The only disappointing thing about this download from NPR’s All Songs Considered is that it consists of only three songs now. I guess the band (or more likely the label) didn’t want the whole show streaming or downloadable, so they let us have three songs (the original show was ten).
But three is better than nothing. The excerpt includes “The High Road,” “The Ghost Inside” and “October.”
The band sounds great in this setting.
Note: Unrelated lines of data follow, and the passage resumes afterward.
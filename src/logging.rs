use std::fs;
use std::path::Path;
use tracing_appender::non_blocking::WorkerGuard;
use tracing_subscriber::{fmt, prelude::*, EnvFilter};

const DEFAULT_DIRECTIVE: &str = "event_ingest=info";

/// Initializes the logging system with both console and file output.
///
/// The returned guard flushes the file writer on drop, so the caller keeps it
/// alive for the lifetime of the process.
pub fn init_logging(log_dir: &Path) -> WorkerGuard {
    let _ = fs::create_dir_all(log_dir);

    // Non-blocking file appender with daily rotation
    let file_appender = tracing_appender::rolling::daily(log_dir, "event_ingest.log");
    let (non_blocking_writer, guard) = tracing_appender::non_blocking(file_appender);

    let file_layer = fmt::layer().json().with_writer(non_blocking_writer);
    let console_layer = fmt::layer().with_writer(std::io::stdout);

    let filter = EnvFilter::try_from_default_env()
        .unwrap_or_else(|_| EnvFilter::new(DEFAULT_DIRECTIVE));

    tracing_subscriber::registry()
        .with(filter)
        .with(file_layer)
        .with(console_layer)
        .init();

    guard
}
I’m unclear just who all is playing live, but the page says that the live band is a six piece (with Danger Mouse jumping from drums to keyboards and back again). They reproduce the songs very well, but at the same time they’re not just mimicking the album.
It’s a nice teaser to want to see them live.
[READ: April 4, 2011] “Bob Dylan Goes Tubing”
Today is Bob Dylan’s 70th birthday. It’s not often that I get a story that coincides with a day quite so nicely. Happy birthday, Bob.
This begins as a delightfully weird little story and develops into a strangely profound story about family and celebrity.
A family is renting a vacation home by Lake Sturgeon for the summer. The mother notices a man on a raft who is floating towards them. And she says that from a distance the guy looks like Bob Dylan, only older. (He is older, her husband ponts out).
When the man gets closer, he reveals himself to indeed be Bob Dylan. Well, he doesn’t reveal himself to be Dylan, he just is Dylan. And he accepts their hospitality and doesn’t make a fuss. He thinks that he’s on a different lake (Lake Kashagawigamog), but he seems content where he is.
And that’s when their son Ryan, introduces him to the fun of tubing.
There is a lot of humor to the story (it was a National Magazine Award Nominee in the humor category), but it’s not a very funny story. Obviously the premise of Bob Dylan tubing s quite funny, but as the story continues its proves itself to be not so funny.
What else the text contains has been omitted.